### Exercise brief
Give each entry back by retyping it exactly as written.

Saved entries:
————————

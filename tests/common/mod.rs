//! Shared fixtures for the router tests

#![allow(dead_code)]

use std::sync::Arc;

use async_trait::async_trait;
use axum::{
    body::{to_bytes, Body},
    http::{header, Method, Request, StatusCode},
    Router,
};
use serde_json::Value;
use tower::ServiceExt;
use uuid::Uuid;

use equipment_service::{
    api,
    error::{AppError, AppResult},
    models::{Brand, ClassificationNode, Sla, UserDto},
    repository::{EquipmentStore, InMemoryStore},
    services::{
        directory::{HospitalDirectory, UserDirectory},
        events::InMemoryEventPublisher,
        Services,
    },
    AppConfig, AppState,
};

pub const TOKEN: &str = "test-token";

/// Directory answering from fixed data, or failing every call
pub struct StaticDirectory {
    pub available: bool,
}

fn directory_user(id: &str) -> UserDto {
    UserDto {
        id: id.to_string(),
        first_name: "Grace".to_string(),
        last_name: id.to_string(),
        email: format!("{}@hospital.test", id),
        roles: Vec::new(),
    }
}

impl StaticDirectory {
    fn check(&self) -> AppResult<()> {
        if self.available {
            Ok(())
        } else {
            Err(AppError::Directory("directory unavailable".to_string()))
        }
    }
}

#[async_trait]
impl UserDirectory for StaticDirectory {
    async fn service_supervisors(&self, _token: &str, service_id: &str) -> AppResult<Vec<UserDto>> {
        self.check()?;
        Ok(vec![directory_user(&format!("sup-{}", service_id))])
    }

    async fn hospital_admin(&self, _token: &str, hospital_id: &str) -> AppResult<Option<UserDto>> {
        self.check()?;
        Ok(Some(directory_user(&format!("admin-{}", hospital_id))))
    }

    async fn hospital_users_with_roles(
        &self,
        _token: &str,
        hospital_id: &str,
        _roles: &[String],
    ) -> AppResult<Vec<UserDto>> {
        self.check()?;
        Ok(vec![directory_user(&format!("eng-{}", hospital_id))])
    }
}

#[async_trait]
impl HospitalDirectory for StaticDirectory {
    async fn service_name(&self, _token: &str, service_id: &str) -> AppResult<Option<String>> {
        self.check()?;
        Ok(Some(format!("Service {}", service_id)))
    }

    async fn hospital_name(&self, _token: &str, hospital_id: &str) -> AppResult<Option<String>> {
        self.check()?;
        Ok(Some(format!("Hospital {}", hospital_id)))
    }
}

pub struct TestApp {
    pub router: Router,
    pub store: Arc<InMemoryStore>,
    pub events: Arc<InMemoryEventPublisher>,
    pub sla_id: Uuid,
}

impl TestApp {
    pub fn new(directories_available: bool) -> Self {
        let store = InMemoryStore::new().with_forest(vec![ClassificationNode::new("Z", "Medical equipment")
            .with_children(vec![ClassificationNode::new("Z12", "Surgical equipment")
                .with_children(vec![ClassificationNode::new("Z1203", "Operating tables")])])]);
        store.add_brand(Brand {
            id: Uuid::new_v4(),
            name: "Maquet".to_string(),
            hospital_id: Some("h-1".to_string()),
        });
        let sla_id = Uuid::new_v4();
        store.add_sla(Sla {
            id: sla_id,
            name: "Premium".to_string(),
            hospital_id: Some("h-1".to_string()),
            response_time_hours: Some(4),
            resolution_time_hours: Some(48),
        });
        let store = Arc::new(store);
        let events = Arc::new(InMemoryEventPublisher::new());
        let directory = Arc::new(StaticDirectory {
            available: directories_available,
        });

        let dyn_store: Arc<dyn EquipmentStore> = store.clone();
        let services = Services::new(dyn_store, directory.clone(), directory, events.clone());
        let state = AppState {
            config: Arc::new(AppConfig::default()),
            services: Arc::new(services),
        };

        Self {
            router: api::router(state),
            store,
            events,
            sla_id,
        }
    }

    /// Send an authenticated request and decode the JSON response, if any
    pub async fn request(&self, method: Method, uri: &str, body: Option<Value>) -> (StatusCode, Value) {
        self.send(method, uri, body, Some(TOKEN)).await
    }

    pub async fn send(
        &self,
        method: Method,
        uri: &str,
        body: Option<Value>,
        token: Option<&str>,
    ) -> (StatusCode, Value) {
        let mut builder = Request::builder().method(method).uri(uri);
        if let Some(token) = token {
            builder = builder.header(header::AUTHORIZATION, format!("Bearer {}", token));
        }
        let request = match body {
            Some(body) => builder
                .header(header::CONTENT_TYPE, "application/json")
                .body(Body::from(body.to_string()))
                .unwrap(),
            None => builder.body(Body::empty()).unwrap(),
        };

        let response = self.router.clone().oneshot(request).await.unwrap();
        let status = response.status();
        let bytes = to_bytes(response.into_body(), usize::MAX).await.unwrap();
        let value = if bytes.is_empty() {
            Value::Null
        } else {
            serde_json::from_slice(&bytes).unwrap_or(Value::Null)
        };
        (status, value)
    }

    /// Register an equipment and return its ID and serial code
    pub async fn create_equipment(&self, name: &str) -> (String, String) {
        let (status, body) = self
            .request(
                Method::POST,
                "/api/v1/equipment",
                Some(serde_json::json!({
                    "name": name,
                    "classification_code": "Z1203",
                    "lifespan": 15,
                    "risk_class": "IIa",
                    "hospital_id": "h-1"
                })),
            )
            .await;
        assert_eq!(status, StatusCode::CREATED, "{}", body);
        let id = body["id"].as_str().unwrap().to_string();

        let (_, equipment) = self.request(Method::GET, &format!("/api/v1/equipment/{}", id), None).await;
        let serial = equipment["serial_code"].as_str().unwrap().to_string();
        (id, serial)
    }

    pub async fn receive(&self, serial: &str) -> (StatusCode, Value) {
        self.request(
            Method::PUT,
            &format!("/api/v1/equipment/serial/{}/reception", serial),
            Some(serde_json::json!({
                "brand": "Maquet",
                "supplier": "MedSupply",
                "acquisition_date": "2026-01-15",
                "amount": "125000.50",
                "service_id": "svc-surgery"
            })),
        )
        .await
    }
}

pub fn initiator() -> Value {
    serde_json::json!({
        "id": "u-42",
        "firstName": "Alan",
        "lastName": "Turing",
        "email": "alan@hospital.test",
        "roles": ["ROLE_HOSPITAL_ADMIN"]
    })
}
//! Data models for the equipment service

pub mod classification;
pub mod equipment;
pub mod maintenance_plan;
pub mod notification;
pub mod reference;
pub mod spare_part;
pub mod transfer;
pub mod user;

// Re-export commonly used types
pub use classification::ClassificationNode;
pub use equipment::{CascadeReport, Equipment, EquipmentStatus};
pub use maintenance_plan::{MaintenancePlan, MaintenancePlanInput};
pub use reference::{Brand, Sla};
pub use spare_part::SparePart;
pub use transfer::{EquipmentTransferHistory, TransferType};
pub use user::UserDto;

————————

### Task result
filename tests/common/mod.rs
//! Shared fixtures for the router tests

#![allow(dead_code)]

use std::sync::Arc;

use async_trait::async_trait;
use axum::{
    body::{to_bytes, Body},
    http::{header, Method, Request, StatusCode},
    Router,
};
use serde_json::Value;
use tower::ServiceExt;
use uuid::Uuid;

use equipment_service::{
    api,
    error::{AppError, AppResult},
    models::{Brand, ClassificationNode, Sla, UserDto},
    repository::{EquipmentStore, InMemoryStore},
    services::{
        directory::{HospitalDirectory, UserDirectory},
        events::InMemoryEventPublisher,
        Services,
    },
    AppConfig, AppState,
};

pub const TOKEN: &str = "test-token";

/// Directory answering from fixed data, or failing every call
pub struct StaticDirectory {
    pub available: bool,
}

fn directory_user(id: &str) -> UserDto {
    UserDto {
        id: id.to_string(),
        first_name: "Grace".to_string(),
        last_name: id.to_string(),
        email: format!("{}@hospital.test", id),
        roles: Vec::new(),
    }
}

impl StaticDirectory {
    fn check(&self) -> AppResult<()> {
        if self.available {
            Ok(())
        } else {
            Err(AppError::Directory("directory unavailable".to_string()))
        }
    }
}

#[async_trait]
impl UserDirectory for StaticDirectory {
    async fn service_supervisors(&self, _token: &str, service_id: &str) -> AppResult<Vec<UserDto>> {
        self.check()?;
        Ok(vec![directory_user(&format!("sup-{}", service_id))])
    }

    async fn hospital_admin(&self, _token: &str, hospital_id: &str) -> AppResult<Option<UserDto>> {
        self.check()?;
        Ok(Some(directory_user(&format!("admin-{}", hospital_id))))
    }

    async fn hospital_users_with_roles(
        &self,
        _token: &str,
        hospital_id: &str,
        _roles: &[String],
    ) -> AppResult<Vec<UserDto>> {
        self.check()?;
        Ok(vec![directory_user(&format!("eng-{}", hospital_id))])
    }
}

#[async_trait]
impl HospitalDirectory for StaticDirectory {
    async fn service_name(&self, _token: &str, service_id: &str) -> AppResult<Option<String>> {
        self.check()?;
        Ok(Some(format!("Service {}", service_id)))
    }

    async fn hospital_name(&self, _token: &str, hospital_id: &str) -> AppResult<Option<String>> {
        self.check()?;
        Ok(Some(format!("Hospital {}", hospital_id)))
    }
}

pub struct TestApp {
    pub router: Router,
    pub store: Arc<InMemoryStore>,
    pub events: Arc<InMemoryEventPublisher>,
    pub sla_id: Uuid,
}

impl TestApp {
    pub fn new(directories_available: bool) -> Self {
        let store = InMemoryStore::new().with_forest(vec![ClassificationNode::new("Z", "Medical equipment")
            .with_children(vec![ClassificationNode::new("Z12", "Surgical equipment")
                .with_children(vec![ClassificationNode::new("Z1203", "Operating tables")])])]);
        store.add_brand(Brand {
            id: Uuid::new_v4(),
            name: "Maquet".to_string(),
            hospital_id: Some("h-1".to_string()),
        });
        let sla_id = Uuid::new_v4();
        store.add_sla(Sla {
            id: sla_id,
            name: "Premium".to_string(),
            hospital_id: Some("h-1".to_string()),
            response_time_hours: Some(4),
            resolution_time_hours: Some(48),
        });
        let store = Arc::new(store);
        let events = Arc::new(InMemoryEventPublisher::new());
        let directory = Arc::new(StaticDirectory {
            available: directories_available,
        });

        let dyn_store: Arc<dyn EquipmentStore> = store.clone();
        let services = Services::new(dyn_store, directory.clone(), directory, events.clone());
        let state = AppState {
            config: Arc::new(AppConfig::default()),
            services: Arc::new(services),
        };

        Self {
            router: api::router(state),
            store,
            events,
            sla_id,
        }
    }

    /// Send an authenticated request and decode the JSON response, if any
    pub async fn request(&self, method: Method, uri: &str, body: Option<Value>) -> (StatusCode, Value) {
        self.send(method, uri, body, Some(TOKEN)).await
    }

    pub async fn send(
        &self,
        method: Method,
        uri: &str,
        body: Option<Value>,
        token: Option<&str>,
    ) -> (StatusCode, Value) {
        let mut builder = Request::builder().method(method).uri(uri);
        if let Some(token) = token {
            builder = builder.header(header::AUTHORIZATION, format!("Bearer {}", token));
        }
        let request = match body {
            Some(body) => builder
                .header(header::CONTENT_TYPE, "application/json")
                .body(Body::from(body.to_string()))
                .unwrap(),
            None => builder.body(Body::empty()).unwrap(),
        };

        let response = self.router.clone().oneshot(request).await.unwrap();
        let status = response.status();
        let bytes = to_bytes(response.into_body(), usize::MAX).await.unwrap();
        let value = if bytes.is_empty() {
            Value::Null
        } else {
            serde_json::from_slice(&bytes).unwrap_or(Value::Null)
        };
        (status, value)
    }

    /// Register an equipment and return its ID and serial code
    pub async fn create_equipment(&self, name: &str) -> (String, String) {
        let (status, body) = self
            .request(
                Method::POST,
                "/api/v1/equipment",
                Some(serde_json::json!({
                    "name": name,
                    "classification_code": "Z1203",
                    "lifespan": 15,
                    "risk_class": "IIa",
                    "hospital_id": "h-1"
                })),
            )
            .await;
        assert_eq!(status, StatusCode::CREATED, "{}", body);
        let id = body["id"].as_str().unwrap().to_string();

        let (_, equipment) = self.request(Method::GET, &format!("/api/v1/equipment/{}", id), None).await;
        let serial = equipment["serial_code"].as_str().unwrap().to_string();
        (id, serial)
    }

    pub async fn receive(&self, serial: &str) -> (StatusCode, Value) {
        self.request(
            Method::PUT,
            &format!("/api/v1/equipment/serial/{}/reception", serial),
            Some(serde_json::json!({
                "brand": "Maquet",
                "supplier": "MedSupply",
                "acquisition_date": "2026-01-15",
                "amount": "125000.50",
                "service_id": "svc-surgery"
            })),
        )
        .await
    }
}

pub fn initiator() -> Value {
    serde_json::json!({
        "id": "u-42",
        "firstName": "Alan",
        "lastName": "Turing",
        "email": "alan@hospital.test",
        "roles": ["ROLE_HOSPITAL_ADMIN"]
    })
}
//! Data models for the equipment service

pub mod classification;
pub mod equipment;
pub mod maintenance_plan;
pub mod notification;
pub mod reference;
pub mod spare_part;
pub mod transfer;
pub mod user;

// Re-export commonly used types
pub use classification::ClassificationNode;
pub use equipment::{CascadeReport, Equipment, EquipmentStatus};
pub use maintenance_plan::{MaintenancePlan, MaintenancePlanInput};
pub use reference::{Brand, Sla};
pub use spare_part::SparePart;
pub use transfer::{EquipmentTransferHistory, TransferType};
pub use user::UserDto;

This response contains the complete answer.